WHAT YOU WILL DO:
Reply with nothing but how many lines in the entries below include "Value".

### SOURCE RECORDS

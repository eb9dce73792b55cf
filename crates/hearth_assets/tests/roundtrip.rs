//! # Typed Asset Round-Trips
//!
//! Arbitrary configs, data tables and levels must survive
//! `to_container_bytes` -> `from_container_bytes` unchanged.

#![allow(missing_docs)]

use hearth_assets::{ContainerConfig, DataAsset, GameConfig, LevelAsset, TypedAsset};
use hearth_core::{Actor, Color, IOConnection, Param, Sector, Vec2};
use proptest::prelude::*;

fn name() -> impl Strategy<Value = String> {
    "[a-z0-9_ ]{0,12}"
}

fn color() -> impl Strategy<Value = Color> {
    (0.0f32..=1.0, 0.0f32..=1.0, 0.0f32..=1.0, 0.0f32..=1.0)
        .prop_map(|(r, g, b, a)| Color::new(r, g, b, a))
}

fn param() -> impl Strategy<Value = Param> {
    prop_oneof![
        Just(Param::None),
        any::<u8>().prop_map(Param::Byte),
        any::<i32>().prop_map(Param::Int),
        (-1.0e6f32..1.0e6).prop_map(Param::Float),
        any::<bool>().prop_map(Param::Bool),
        name().prop_map(Param::String),
        color().prop_map(Param::Color),
    ]
}

fn sector() -> impl Strategy<Value = Sector> {
    (
        prop::collection::vec(((-64.0f32..64.0, -64.0f32..64.0), name()), 0..6),
        -8.0f32..8.0,
        -8.0f32..8.0,
        name(),
        name(),
        color(),
    )
        .prop_map(|(walls, floor_height, ceiling_height, floor_material, ceiling_material, light_color)| {
            let (points, wall_materials) = walls
                .into_iter()
                .map(|((x, y), material)| (Vec2::new(x, y), material))
                .unzip();
            Sector {
                points,
                wall_materials,
                floor_height,
                ceiling_height,
                floor_material,
                ceiling_material,
                light_color,
            }
        })
}

fn connection() -> impl Strategy<Value = IOConnection> {
    (name(), name(), name(), param()).prop_map(|(target_name, source_output, target_input, param)| {
        IOConnection {
            target_name,
            source_output,
            target_input,
            param,
        }
    })
}

fn actor() -> impl Strategy<Value = Actor> {
    (
        name(),
        name(),
        prop::collection::btree_map(name(), param(), 0..5),
        prop::collection::vec(connection(), 0..3),
    )
        .prop_map(|(type_name, name, params, connections)| Actor {
            type_name,
            name,
            params,
            connections,
        })
}

fn container_config() -> impl Strategy<Value = ContainerConfig> {
    (0u32..=9, 1usize..256).prop_map(|(compression_level, chunk_size)| ContainerConfig {
        compression_level,
        chunk_size,
    })
}

proptest! {
    #[test]
    fn game_config_roundtrip(
        title in name(),
        start_level in name(),
        window_scale in 0usize..64,
        config in container_config(),
    ) {
        let game = GameConfig { title, start_level, window_scale };
        let bytes = game.to_container_bytes(&config).unwrap();
        prop_assert_eq!(GameConfig::from_container_bytes(&bytes).unwrap(), game);
    }

    #[test]
    fn data_asset_roundtrip(
        entries in prop::collection::btree_map(name(), param(), 0..16),
        config in container_config(),
    ) {
        let data = DataAsset { entries };
        let bytes = data.to_container_bytes(&config).unwrap();
        prop_assert_eq!(DataAsset::from_container_bytes(&bytes).unwrap(), data);
    }

    #[test]
    fn level_asset_roundtrip(
        name in name(),
        ambient in color(),
        sectors in prop::collection::vec(sector(), 0..4),
        actors in prop::collection::vec(actor(), 0..4),
        config in container_config(),
    ) {
        let level = LevelAsset { name, ambient, sectors, actors };
        let bytes = level.to_container_bytes(&config).unwrap();
        prop_assert_eq!(LevelAsset::from_container_bytes(&bytes).unwrap(), level);
    }
}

######

ANSWER SECTION:
7